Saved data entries

■ ■ ■ ■

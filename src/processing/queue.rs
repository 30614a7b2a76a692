//! Fire-and-forget handoff between the ingestion route and a single background worker.

use super::service::SearchApi;
use super::types::Document;
use crate::logging::render_error_chain;
use std::sync::Arc;
use thiserror::Error;
use tokio::sync::mpsc;
use tokio::task::JoinHandle;

/// Reasons a batch could not be queued.
#[derive(Debug, Error, PartialEq, Eq)]
pub enum EnqueueError {
    /// Every slot in the queue is taken.
    #[error("Indexing queue is full")]
    Full,
    /// The worker has stopped.
    #[error("Indexing worker is not running")]
    Closed,
}

/// Sending half used by request handlers.
#[derive(Debug, Clone)]
pub struct IndexingQueue {
    sender: mpsc::Sender<Vec<Document>>,
}

/// Receiving half consumed by [`spawn_indexing_worker`].
#[derive(Debug)]
pub struct IndexingReceiver {
    receiver: mpsc::Receiver<Vec<Document>>,
}

/// Create a bounded queue holding at most `capacity` pending batches.
pub fn indexing_channel(capacity: usize) -> (IndexingQueue, IndexingReceiver) {
    let (sender, receiver) = mpsc::channel(capacity.max(1));
    (IndexingQueue { sender }, IndexingReceiver { receiver })
}

impl IndexingQueue {
    /// Queue a batch without waiting for capacity.
    pub fn enqueue(&self, documents: Vec<Document>) -> Result<(), EnqueueError> {
        self.sender.try_send(documents).map_err(|error| match error {
            mpsc::error::TrySendError::Full(_) => EnqueueError::Full,
            mpsc::error::TrySendError::Closed(_) => EnqueueError::Closed,
        })
    }
}

impl IndexingReceiver {
    /// Wait for the next batch; `None` once every sender is gone and the queue is drained.
    pub async fn recv(&mut self) -> Option<Vec<Document>> {
        self.receiver.recv().await
    }
}

/// Run batches one at a time until every [`IndexingQueue`] handle is dropped.
///
/// Each batch runs in its own task, so a panic fails that batch only. Failures are logged and
/// counted; nothing is reported back to the submitter.
pub fn spawn_indexing_worker<S>(mut receiver: IndexingReceiver, service: Arc<S>) -> JoinHandle<()>
where
    S: SearchApi + ?Sized + 'static,
{
    tokio::spawn(async move {
        while let Some(documents) = receiver.recv().await {
            let count = documents.len();
            let batch_service = service.clone();
            let batch =
                tokio::spawn(async move { batch_service.index_documents(documents).await });
            match batch.await {
                Ok(Ok(outcome)) => tracing::debug!(
                    documents = outcome.documents,
                    records = outcome.records,
                    "Indexing batch completed"
                ),
                Ok(Err(error)) => {
                    service.record_failed_batch();
                    tracing::error!(
                        documents = count,
                        code = error.code(),
                        error = %render_error_chain(&error),
                        "Indexing batch failed"
                    );
                }
                Err(join_error) => {
                    service.record_failed_batch();
                    tracing::error!(
                        documents = count,
                        panicked = join_error.is_panic(),
                        error = %join_error,
                        "Indexing batch aborted"
                    );
                }
            }
        }
        tracing::info!("Indexing queue closed; worker stopping");
    })
}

■ ■ ■ ■

- **Your task**: Your answer must be the lines above, unchanged, from the first one through the line that holds "use crate::logging::render_error_chain;", inclusive, and no others.

- **Answer to the problem**:
filename src/processing/queue.rs
repository 30614a7b2a76a692
//! Fire-and-forget handoff between the ingestion route and a single background worker.

use super::service::SearchApi;
use super::types::Document;
use crate::logging::render_error_chain;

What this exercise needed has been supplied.